(STUDY MATERIAL Opens)

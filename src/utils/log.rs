// src/utils/log.rs

//! Section-style log output on top of the `log` facade.
//!
//! Keeps run reports readable in plain terminals while still going through
//! whatever logger the binary installed.

const BORDER_WIDTH: usize = 60;

/// Log a header
pub fn header(title: &str) {
    let border = "═".repeat(BORDER_WIDTH);
    ::log::info!("{}", border);
    ::log::info!("  {}", title);
    ::log::info!("{}", border);
}

/// Log a step in a process
pub fn step(step_num: usize, total: usize, message: &str) {
    ::log::info!("[STEP {}/{}] {}", step_num, total, message);
}

/// Log a sub-item (indented)
pub fn sub_item(message: &str) {
    ::log::info!("    {}", message);
}

/// Log a summary section
pub fn summary(title: &str, items: &[(&str, String)]) {
    ::log::info!("[SUMMARY] {}", title);
    for line in summary_lines(items) {
        ::log::info!("{}", line);
    }
}

/// Render key/value pairs with keys padded to a common width.
fn summary_lines(items: &[(&str, String)]) -> Vec<String> {
    let width = items.iter().map(|(k, _)| k.len()).max().unwrap_or(0);
    items
        .iter()
        .map(|(key, value)| format!("    {key:<width$} : {value}"))
        .collect()
}
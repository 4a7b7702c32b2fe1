//! Service layer: the watcher's outside collaborators.
//!
//! - Document fetching (`Fetcher`, `HttpFetcher`)
//! - Alert delivery (`AlertTransport`, `LogTransport`)

mod alerts;
mod fetcher;

pub use alerts::{AlertTransport, LogTransport};
pub use fetcher::{FetchedDocument, Fetcher, HttpFetcher, RetryPolicy, parse_retry_after};
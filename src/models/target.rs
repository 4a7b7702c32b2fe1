//! Monitored target definition.

use std::collections::HashSet;

use serde::{Deserialize, Serialize};
use url::Url;

use crate::error::{AppError, Result};

/// A named, monitored URL.
#[derive(Debug, Clone, Serialize, Deserialize, PartialEq, Eq)]
pub struct Target {
    /// Unique key used to find earlier snapshots
    pub name: String,

    /// Address fetched on every run
    pub url: String,
}

impl Target {
    pub fn new(name: impl Into<String>, url: impl Into<String>) -> Self {
        Self {
            name: name.into(),
            url: url.into(),
        }
    }
}

/// Check that a target list can drive a run.
///
/// An empty list, a blank or duplicated name, or a URL that is not an
/// absolute http(s) address is a configuration failure.
pub fn validate_targets(targets: &[Target]) -> Result<()> {
    if targets.is_empty() {
        return Err(AppError::config("target list is empty"));
    }

    let mut seen = HashSet::new();
    for target in targets {
        if target.name.trim().is_empty() {
            return Err(AppError::config(format!(
                "target with url {} has a blank name",
                target.url
            )));
        }
        if !seen.insert(target.name.as_str()) {
            return Err(AppError::config(format!(
                "duplicate target name '{}'",
                target.name
            )));
        }

        let parsed = Url::parse(&target.url).map_err(|e| {
            AppError::config(format!("target '{}' has invalid url: {e}", target.name))
        })?;
        if !matches!(parsed.scheme(), "http" | "https") {
            return Err(AppError::config(format!(
                "target '{}' must use http or https, got '{}'",
                target.name,
                parsed.scheme()
            )));
        }
    }
    Ok(())
}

(STUDY MATERIAL Closes)

INSTRUCTIONS TO FOLLOW:
Nothing but a number should be given: the count of lines above in which the word "targets" occurs.

SOLVED PROBLEM:
3